Herry menuturkan, untuk mengatasi backlog rumah perlu dilihat dari sisi suplai dan demand-nya juga. Ia mengatakan ada beberapa upaya yang dilakukan pemerintah untuk mengurangi angka backlog, salah satunya dengan penyediaan rumah susun dekat pusat kegiatan atau Transit Oriented Development (TOD).
"Beberapa upaya yang sedang dan akan dilakukan dari sisi suplai antara lain pelembagaan rumah hijau untuk menjawab pendanaan terbatas atas penyediaan rumah yang terjangkau dan berwawasan lingkungan, pelembagaan kerja sama pemerintah dan badan usaha atau KPBU rumah susun terutama yang dekat dengan pusat kegiatan atau Transit Oriented Development (TOD)," paparnya.
Tak hanya itu, pemerintah juga memanfaatkan tanah milik BMN (barang milik negara) dan BMD (barang milik daerah) serta bekerja sama dengan bank tanah untuk kesediaan rumah tapak bagi masyarakat berpenghasilan rendah (MBR) serta rumah vertikal yang dibangun di atas tanah BMN dengan sertifikat kepemilikan berupa sertifikat kepemilikan bangunan gedung (SKBG).

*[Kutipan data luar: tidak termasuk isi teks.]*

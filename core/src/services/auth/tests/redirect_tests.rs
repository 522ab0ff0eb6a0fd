//! Tests for the post-login redirect

use crate::domain::entities::session::UserRole;
use crate::domain::value_objects::route::Route;
use crate::services::auth::post_login_route;

use super::mocks::login_response;

#[test]
fn test_unverified_accounts_verify_first() {
    for role in [UserRole::User, UserRole::Lawyer, UserRole::Admin] {
        assert_eq!(post_login_route(&login_response(role, false, true)), Route::VerifyEmail);
    }
}

#[test]
fn test_admin_goes_to_admin_dashboard() {
    assert_eq!(
        post_login_route(&login_response(UserRole::Admin, true, false)),
        Route::AdminDashboard
    );
}

#[test]
fn test_onboarding_before_dashboard() {
    assert_eq!(
        post_login_route(&login_response(UserRole::User, true, false)),
        Route::Onboarding
    );
    assert_eq!(
        post_login_route(&login_response(UserRole::Lawyer, true, true)),
        Route::Dashboard
    );
}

"Sedangkan dari sisi demand antara lain reformasi subsidi yang lebih tepat sasaran dan efisien, perluasan peningkatan intensitas pembiayaan hijau perumahan bagi MBR melalui Indonesia Green Affordable Housing Program (IGAHP), pengembangan skema pembiayaan dan kemudahan bantuan pembiayaan perumahan melalui dana abadi perumahan, skema sewa beli, KPR bertahap atau staircasing ownership, dan KPR bertenor panjang hingga 35 tahun, perluasan penyediaan hunian yang terjangkau melalui ekosistem rumah sewa dengan memanfaatkan pelaku pasar, dan tentunya perluasan KPR FLPP dan KPR Tapera (tabungan perumahan rakyat) yang dikelola oleh BP Tapera," lanjutnya.